A raposa calou-se e considerou por muito tempo o príncipe:

- Por favor... cativa-me! disse ela.
- Bem quisera, disse o principezinho, mas eu não tenho muito tempo. Tenho amigos a descobrir e muitas coisas a conhecer.
- A gente só conhece bem as coisas que cativou, disse a raposa. Os homens não têm mais tempo de conhecer coisa nenhuma. Compram tudo prontinho nas lojas. Mas como não existem lojas de amigos, os homens não têm mais amigos. Se tu queres um amigo, cativa-me!
- Que é preciso fazer? perguntou o principezinho.
- É preciso ser paciente, respondeu a raposa. Tu te sentarás primeiro um pouco longe de mim, assim, na relva. Eu te olharei com o canto do olho e tu não dirás nada. A linguagem é uma fonte de mal-entendidos. Mas, cada dia, te sentarás mais perto...

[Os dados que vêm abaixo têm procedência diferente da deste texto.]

//! Command-line and environment configuration.

use std::net::SocketAddr;
use std::path::PathBuf;

use clap::Parser;

/// Keeps an organization's rulesets in sync with definitions written
/// against another organization.
#[derive(Debug, Clone, Parser)]
#[command(name = "ruleset-sync", version)]
pub struct Config {
    /// Address the webhook server listens on
    #[arg(long, env = "LISTEN_ADDR", default_value = "0.0.0.0:3000")]
    pub listen_addr: SocketAddr,

    /// Secret shared with GitHub for webhook signatures
    #[arg(long, env = "WEBHOOK_SECRET", hide_env_values = true)]
    pub webhook_secret: String,

    /// GitHub App ID
    #[arg(long, env = "GITHUB_APP_ID")]
    pub app_id: u64,

    /// GitHub App slug. Ruleset changes made by `<slug>[bot]` are ignored
    #[arg(long, env = "GITHUB_APP_SLUG")]
    pub app_slug: String,

    /// Path to the GitHub App's PEM private key
    #[arg(long, env = "GITHUB_APP_PRIVATE_KEY_PATH")]
    pub private_key_path: PathBuf,

    /// Directory of ruleset definition files (*.json)
    #[arg(long, env = "RULESETS_DIR", default_value = "rulesets")]
    pub rulesets_dir: PathBuf,

    /// GitHub API base URL, for GitHub Enterprise Server
    #[arg(long, env = "GITHUB_API_URL")]
    pub github_api_url: Option<String>,
}

#[cfg(test)]
mod tests {
    use super::*;

    #[test]
    fn parses_flags_with_defaults() {
        let config = Config::try_parse_from([
            "ruleset-sync",
            "--webhook-secret",
            "s3cret",
            "--app-id",
            "12345",
            "--app-slug",
            "ruleset-sync",
            "--private-key-path",
            "/etc/ruleset-sync/key.pem",
        ])
        .unwrap();

        assert_eq!(config.listen_addr, "0.0.0.0:3000".parse().unwrap());
        assert_eq!(config.app_id, 12345);
        assert_eq!(config.app_slug, "ruleset-sync");
        assert_eq!(config.rulesets_dir, PathBuf::from("rulesets"));
        assert_eq!(config.github_api_url, None);
    }

    #[test]
    fn rejects_non_numeric_app_id() {
        let result = Config::try_parse_from([
            "ruleset-sync",
            "--webhook-secret",
            "s3cret",
            "--app-id",
            "my-app",
            "--app-slug",
            "ruleset-sync",
            "--private-key-path",
            "key.pem",
        ]);
        assert!(result.is_err());
    }

    #[test]
    fn command_definition_is_valid() {
        use clap::CommandFactory;
        Config::command().debug_assert();
    }
}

No dia seguinte o principezinho voltou.

- Teria sido melhor voltares à mesma hora, disse a raposa. Se tu vens, por exemplo, às quatro da tarde, desde às três eu começarei a ser feliz. Quanto mais a hora for chegando, mais eu me sentirei feliz. Às quatro horas, então, estaria inquieta e agitada: descobrirei o preço da felicidade! Mas se tu vens a qualquer momento, nunca saberei a hora de preparar o coração... É preciso ritos.
- Que é um rito? perguntou o principezinho.
- É uma coisa muito esquecida também, disse a raposa. É o que faz com que um dia seja diferente dos outros dias; uma hora, das outras horas. Os meus caçadores, por exemplo, possuem um rito. Dançam na quinta-feira com as moças da aldeia. A quinta-feira então é o dia maravilhoso! Vou passear até a vinha. Se os caçadores dançassem qualquer dia, os dias seriam todos iguais, e eu não teria férias!

Assim o principezinho cativou a raposa. Mas, quando chegou a hora da partida, a raposa disse:

- Ah! Eu vou chorar.
- A culpa é tua, disse o principezinho, eu não te queria fazer mal; mas tu quiseste que eu te cativasse...
- Quis, disse a raposa.
- Mas tu vais chorar! disse o principezinho.
- Vou, disse a raposa.
- Então, não sais lucrando nada.
- Eu lucro, disse a raposa, por causa da cor do trigo.